With lofty CAFE targets hovering over the automakers’ heads, manufacturers can give overly enthusiastic fuel economy figures, as shown with Ford’s C-Max. But how about the 2013 Dodge Dart and its Fiat 500 Abarth-derived turbo engine? Having logged over 13,000 miles on the crimson-hued Dodge, we’re happy to see that largely lives up to its gas-sipping promises.

Over the course of ten months, the Dart averaged 30.3 mpg, a stone’s throw from the 27/37/31 city/hwy/combined figure given by the EPA. But in city driving (and from co-workers with an over-zealous right foot), the fuel economy dipped as low as 22 mpg, and on the highway some reported as high as 38 mpg. As with most cars, cruising at speeds higher than 65 mph all but ensured that we wouldn’t hit the 37 highway mpg number, and we routinely saw averages around 31 – 32 mpg for longer excursions.

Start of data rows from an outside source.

//! Pure turn-progression rules.
//!
//! Nothing in here touches a store, a clock or a global generator: the
//! controller in [`crate::flow`] feeds these functions its session state and
//! an injected [`crate::random::RandomSource`].

pub mod filter;
pub mod penalty;
pub mod ranking;
pub mod round;
pub mod turn;

pub use filter::{eligible_dares, pick_dare, session_pool, WANT_BOOST_PROBABILITY};
pub use penalty::penalty_for;
pub use ranking::{compare_standing, final_ranking, Ranking};
pub use round::{advance_round, is_game_over, RoundProgress};
pub use turn::{first_player, next_player};
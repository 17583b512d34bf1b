use crate::types::{Player, RankedPlayer};
use std::cmp::Ordering;

/// Final podium, best first
#[derive(Debug, Clone, PartialEq)]
pub struct Ranking {
    pub ranked: Vec<RankedPlayer>,
    /// Ever-paused players left out of `ranked`
    pub adventurers: Vec<RankedPlayer>,
}

impl Ranking {
    pub fn winner(&self) -> Option<&RankedPlayer> {
        self.ranked.first()
    }

    /// Bottom of the table; none in a solo game
    pub fn loser(&self) -> Option<&RankedPlayer> {
        if self.ranked.len() < 2 {
            return None;
        }
        self.ranked.last()
    }

    /// Everyone between winner and loser
    pub fn others(&self) -> &[RankedPlayer] {
        if self.ranked.len() <= 2 {
            return &[];
        }
        &self.ranked[1..self.ranked.len() - 1]
    }
}

/// Higher score first; on equal score, more unused joker/reroll/swap cards
/// first.
pub fn compare_standing(a: &RankedPlayer, b: &RankedPlayer) -> Ordering {
    b.score
        .cmp(&a.score)
        .then_with(|| b.actions_left.cmp(&a.actions_left))
}

/// Rank players who were never paused. Players paused at least once are
/// adventurers and only get ranked when nobody else is left. Full ties keep
/// seating order.
pub fn final_ranking(players: &[Player]) -> Ranking {
    let (adventurers, competitors): (Vec<&Player>, Vec<&Player>) =
        players.iter().partition(|p| p.has_been_paused);

    let mut adventurers: Vec<RankedPlayer> = adventurers.into_iter().map(Into::into).collect();
    let mut ranked: Vec<RankedPlayer> = competitors.into_iter().map(Into::into).collect();

    if ranked.is_empty() {
        ranked = std::mem::take(&mut adventurers);
    }

    // sort_by is stable: equal standings stay in seating order
    ranked.sort_by(compare_standing);
    adventurers.sort_by(compare_standing);

    Ranking {
        ranked,
        adventurers,
    }
}

#[cfg(test)]
mod tests {
    use super::*;
    use crate::types::ActionAllowance;

    fn player(id: &str, score: u32, actions: u32) -> Player {
        let mut p = Player::new(id.to_string(), None, &ActionAllowance::default());
        p.id = id.to_string();
        p.score = score;
        p.jokers_left = actions;
        p.rerolls_left = 0;
        p.swaps_left = 0;
        p
    }

    fn order(ranking: &Ranking) -> Vec<&str> {
        ranking.ranked.iter().map(|r| r.player_id.as_str()).collect()
    }

    #[test]
    fn test_score_then_actions() {
        let players = vec![
            player("a", 3, 0),
            player("b", 5, 0),
            player("c", 3, 2),
            player("d", 1, 4),
        ];
        let ranking = final_ranking(&players);
        assert_eq!(order(&ranking), vec!["b", "c", "a", "d"]);
        assert_eq!(ranking.winner().unwrap().player_id, "b");
        assert_eq!(ranking.loser().unwrap().player_id, "d");
        assert_eq!(ranking.others().len(), 2);
    }

    #[test]
    fn test_full_tie_keeps_seating_order() {
        let players = vec![player("a", 5, 2), player("b", 5, 2)];
        let ranking = final_ranking(&players);
        assert_eq!(ranking.winner().unwrap().player_id, "a");
        assert_eq!(ranking.loser().unwrap().player_id, "b");

        let swapped = vec![player("b", 5, 2), player("a", 5, 2)];
        assert_eq!(final_ranking(&swapped).winner().unwrap().player_id, "b");
    }

    #[test]
    fn test_adventurers_are_excluded() {
        let mut paused = player("p", 9, 9);
        paused.has_been_paused = true;
        let players = vec![player("a", 1, 0), paused, player("b", 2, 0)];

        let ranking = final_ranking(&players);
        assert_eq!(order(&ranking), vec!["b", "a"]);
        assert_eq!(ranking.adventurers.len(), 1);
        assert_eq!(ranking.adventurers[0].player_id, "p");
    }

    #[test]
    fn test_only_adventurers_get_ranked_among_themselves() {
        let mut x = player("x", 1, 0);
        let mut y = player("y", 4, 0);
        x.has_been_paused = true;
        y.has_been_paused = true;

        let ranking = final_ranking(&[x, y]);
        assert_eq!(order(&ranking), vec!["y", "x"]);
        assert!(ranking.adventurers.is_empty());
    }

    #[test]
    fn test_solo_game_has_no_loser() {
        let ranking = final_ranking(&[player("solo", 3, 1)]);
        assert_eq!(ranking.winner().unwrap().player_id, "solo");
        assert!(ranking.loser().is_none());
        assert!(ranking.others().is_empty());
    }

    #[test]
    fn test_empty_table() {
        let ranking = final_ranking(&[]);
        assert!(ranking.winner().is_none());
        assert!(ranking.loser().is_none());
    }
}
use crate::random::RandomSource;
use crate::types::{Dare, MAX_DIFFICULTY, MIN_DIFFICULTY};

const SOBER_PENALTIES: [&[&str]; 4] = [
    &[
        "Compliment the player on your right.",
        "Speak with an accent until your next turn.",
    ],
    &[
        "Do ten push-ups.",
        "Let the group choose your nickname for the next round.",
    ],
    &[
        "Let the group post a story on your account.",
        "Keep an ice cube in your hand until it melts.",
    ],
    &[
        "Call someone from your contacts chosen by the group.",
        "Give your phone to the player on your left for one round.",
    ],
];

const ALCOHOL_PENALTIES: [&[&str]; 4] = [
    &["Take one sip.", "Take one sip with your weak hand."],
    &["Take two sips.", "Pick someone to drink two sips with you."],
    &["Take three sips.", "Finish half of your glass."],
    &["Down a shot.", "Finish your glass."],
];

/// Penalty shown when a dare is abandoned or the timer runs out.
///
/// The dare's own penalty wins; otherwise one entry is drawn from the table
/// for its difficulty and the session's alcohol mode.
pub fn penalty_for(dare: &Dare, alcohol_mode: bool, rng: &mut dyn RandomSource) -> String {
    if let Some(penalty) = &dare.penalty {
        return penalty.clone();
    }

    let level = dare.difficulty.clamp(MIN_DIFFICULTY, MAX_DIFFICULTY) - MIN_DIFFICULTY;
    let table = if alcohol_mode {
        ALCOHOL_PENALTIES[level as usize]
    } else {
        SOBER_PENALTIES[level as usize]
    };
    table[rng.next_index(table.len())].to_string()
}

One surprise for the Dart is its relatively large fuel tank for the segment. Whereas others typically have a 13-gallon tank, the Dodge can carry 15.8 gallons, which guaranteed that we could make a San Francisco to Los Angeles trip with fuel to spare.

Strangely enough, I also got my first thumbs up driving the car from a college-aged guy driving a lower-trimmed Dart, who admired the Rallye trim’s blackout treatment on the grill. Biased praise, admittedly — but I can’t recall the last time someone gave a shout-out to me an economy car.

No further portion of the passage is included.